Kinerja Gemilang, Laba Bersih Bank Jatim (BJTM) Melonjak 53% Jadi Rp1,2 Triliun di Semester I-2026
Fokus pada penguatan sinergi dan menjaga kualitas kredit, PT Bank Pembangunan Daerah Jawa Timur Tbk (BJTM) sukses mencatatkan pertumbuhan laba yang signifikan di tengah tantangan ekonomi global.
JAKARTA – PT Bank Pembangunan Daerah Jawa Timur Tbk (BJTM) kembali menunjukkan taringnya sebagai salah satu bank pembangunan daerah (BPD) paling tangguh di Indonesia. Memasuki paruh pertama tahun buku 2026, emiten perbankan bersandi kode saham BJTM ini berhasil membukukan performa keuangan yang sangat impresif.
Berdasarkan laporan keuangan terbaru yang dirilis, Bank Jatim mencatatkan pertumbuhan laba bersih yang melonjak tajam sebesar 53,4% secara tahunan atau year-on-year (yoy). Angka laba bersih tersebut menembus posisi Rp1,2 triliun pada periode semester I-2026. Capaian ini melampaui ekspektasi pasar dan memperkuat posisi fundamental perusahaan di tengah dinamika ekonomi nasional yang fluktuatif.
Faktor Utama Pendorong Lonjakan Laba Bank Jatim
Keberhasilan Bank Jatim dalam mencetak pertumbuhan laba yang fantastis ini bukan tanpa alasan. Manajemen perusahaan telah melakukan berbagai langkah strategis yang terukur untuk mengoptimalkan pendapatan sekaligus menekan biaya operasional. Ada beberapa faktor kunci yang menjadi motor penggerak utama pertumbuhan ini:
1. Penguatan Sinergi dengan Pemerintah Daerah
Sebagai bank yang memiliki kedekatan erat dengan pemerintah daerah, BJTM berhasil memaksimalkan sinergi dalam pengelolaan keuangan daerah.

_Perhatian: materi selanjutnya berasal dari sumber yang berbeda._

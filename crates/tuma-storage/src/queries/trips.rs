// SPDX-FileCopyrightText: 2026 Tuma Contributors
// SPDX-License-Identifier: MIT OR Apache-2.0

//! Trip CRUD and guarded status transitions.
//!
//! Transitions are conditional UPDATEs (`WHERE status = <expected>`) so a
//! concurrent transition for the same trip can win at most once; callers
//! observe the loss as `false` and report it as a validation failure.

use rusqlite::params;
use tuma_core::{TripStatus, TumaError};

use crate::database::{map_tr_err, Database};
use crate::models::Trip;
use crate::queries::parse_column;

const TRIP_COLUMNS: &str = "id, customer_id, rider_id, pickup, dropoff, distance_km, fare, \
                            status, accepted_at, completed_at, cancelled_at, created_at";

fn trip_from_row(row: &rusqlite::Row<'_>) -> Result<Trip, rusqlite::Error> {
    Ok(Trip {
        id: row.get(0)?,
        customer_id: row.get(1)?,
        rider_id: row.get(2)?,
        pickup: row.get(3)?,
        dropoff: row.get(4)?,
        distance_km: row.get(5)?,
        fare: row.get(6)?,
        status: parse_column(7, row.get::<_, String>(7)?)?,
        accepted_at: row.get(8)?,
        completed_at: row.get(9)?,
        cancelled_at: row.get(10)?,
        created_at: row.get(11)?,
    })
}

/// Insert a new trip.
pub async fn create_trip(db: &Database, trip: &Trip) -> Result<(), TumaError> {
    let trip = trip.clone();
    db.connection()
        .call(move |conn| {
            conn.execute(
                "INSERT INTO trips (id, customer_id, rider_id, pickup, dropoff, distance_km,
                                    fare, status, accepted_at, completed_at, cancelled_at,
                                    created_at)
                 VALUES (?1, ?2, ?3, ?4, ?5, ?6, ?7, ?8, ?9, ?10, ?11, ?12)",
                params![
                    trip.id,
                    trip.customer_id,
                    trip.rider_id,
                    trip.pickup,
                    trip.dropoff,
                    trip.distance_km,
                    trip.fare,
                    trip.status.to_string(),
                    trip.accepted_at,
                    trip.completed_at,
                    trip.cancelled_at,
                    trip.created_at,
                ],
            )?;
            Ok(())
        })
        .await
        .map_err(map_tr_err)
}

/// Get a trip by id.
pub async fn get_trip(db: &Database, id: &str) -> Result<Option<Trip>, TumaError> {
    let id = id.to_string();
    db.connection()
        .call(move |conn| {
            let mut stmt =
                conn.prepare(&format!("SELECT {TRIP_COLUMNS} FROM trips WHERE id = ?1"))?;
            let result = stmt.query_row(params![id], trip_from_row);
            match result {
                Ok(trip) => Ok(Some(trip)),
                Err(rusqlite::Error::QueryReturnedNoRows) => Ok(None),
                Err(e) => Err(e.into()),
            }
        })
        .await
        .map_err(map_tr_err)
}

/// Assign a rider to a REQUESTED trip and move it to ACCEPTED.
///
/// Returns `false` when the trip was not in REQUESTED (someone else already
/// accepted, or it was cancelled).
pub async fn assign_rider(
    db: &Database,
    trip_id: &str,
    rider_id: &str,
    accepted_at: &str,
) -> Result<bool, TumaError> {
    let trip_id = trip_id.to_string();
    let rider_id = rider_id.to_string();
    let accepted_at = accepted_at.to_string();
    db.connection()
        .call(move |conn| {
            let changed = conn.execute(
                "UPDATE trips SET rider_id = ?1, status = ?2, accepted_at = ?3
                 WHERE id = ?4 AND status = ?5 AND rider_id IS NULL",
                params![
                    rider_id,
                    TripStatus::Accepted.to_string(),
                    accepted_at,
                    trip_id,
                    TripStatus::Requested.to_string(),
                ],
            )?;
            Ok(changed > 0)
        })
        .await
        .map_err(map_tr_err)
}

/// Move a trip from `from` to `to`, stamping `completed_at` when the target
/// is DELIVERED. Returns `false` when the trip was not in `from`.
pub async fn transition_status(
    db: &Database,
    trip_id: &str,
    from: TripStatus,
    to: TripStatus,
    completed_at: Option<String>,
) -> Result<bool, TumaError> {
    let trip_id = trip_id.to_string();
    db.connection()
        .call(move |conn| {
            let changed = conn.execute(
                "UPDATE trips SET status = ?1,
                        completed_at = COALESCE(?2, completed_at)
                 WHERE id = ?3 AND status = ?4",
                params![to.to_string(), completed_at, trip_id, from.to_string()],
            )?;
            Ok(changed > 0)
        })
        .await
        .map_err(map_tr_err)
}

/// Cancel a trip, allowed only while REQUESTED or ACCEPTED.
///
/// Returns `false` when the trip had already progressed past ACCEPTED.
pub async fn cancel_trip(
    db: &Database,
    trip_id: &str,
    cancelled_at: &str,
) -> Result<bool, TumaError> {
    let trip_id = trip_id.to_string();
    let cancelled_at = cancelled_at.to_string();
    db.connection()
        .call(move |conn| {
            let changed = conn.execute(
                "UPDATE trips SET status = ?1, cancelled_at = ?2
                 WHERE id = ?3 AND status IN (?4, ?5)",
                params![
                    TripStatus::Cancelled.to_string(),
                    cancelled_at,
                    trip_id,
                    TripStatus::Requested.to_string(),
                    TripStatus::Accepted.to_string(),
                ],
            )?;
            Ok(changed > 0)
        })
        .await
        .map_err(map_tr_err)
}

Peningkatan volume transaksi melalui kas daerah, optimalisasi pembiayaan proyek infrastruktur daerah, hingga pengelolaan dana pemerintah daerah menjadi kontributor signifikan terhadap pendapatan bunga dan pendapatan berbasis komisi (fee-based income).
2. Fokus pada Penyaluran Kredit Sektor Produktif
Bank Jatim secara agresif namun tetap pruden melakukan ekspansi kredit, khususnya pada sektor-sektor yang menjadi tulang punggung ekonomi lokal. Fokus penyaluran kredit diarahkan pada sektor Usaha Mikro, Kecil, dan Menengah (UMKM) serta sektor konsumer yang memiliki profil risiko relatif rendah namun memberikan imbal hasil yang stabil. Strategi ini terbukti efektif dalam memperlebar margin bunga bersih (Net Interest Margin/NIM) perusahaan.
3. Transformasi Digital dan Efisiensi Operasional
Di era digitalisasi perbankan, Bank Jatim tidak tinggal diam. Perusahaan terus melakukan investasi besar-besaran pada pengembangan infrastruktur teknologi informasi. Digitalisasi layanan perbankan ini tidak hanya meningkatkan pengalaman nasabah (customer experience), tetapi juga secara drastis menurunkan biaya operasional melalui efisiensi kantor cabang fisik dan otomatisasi proses internal.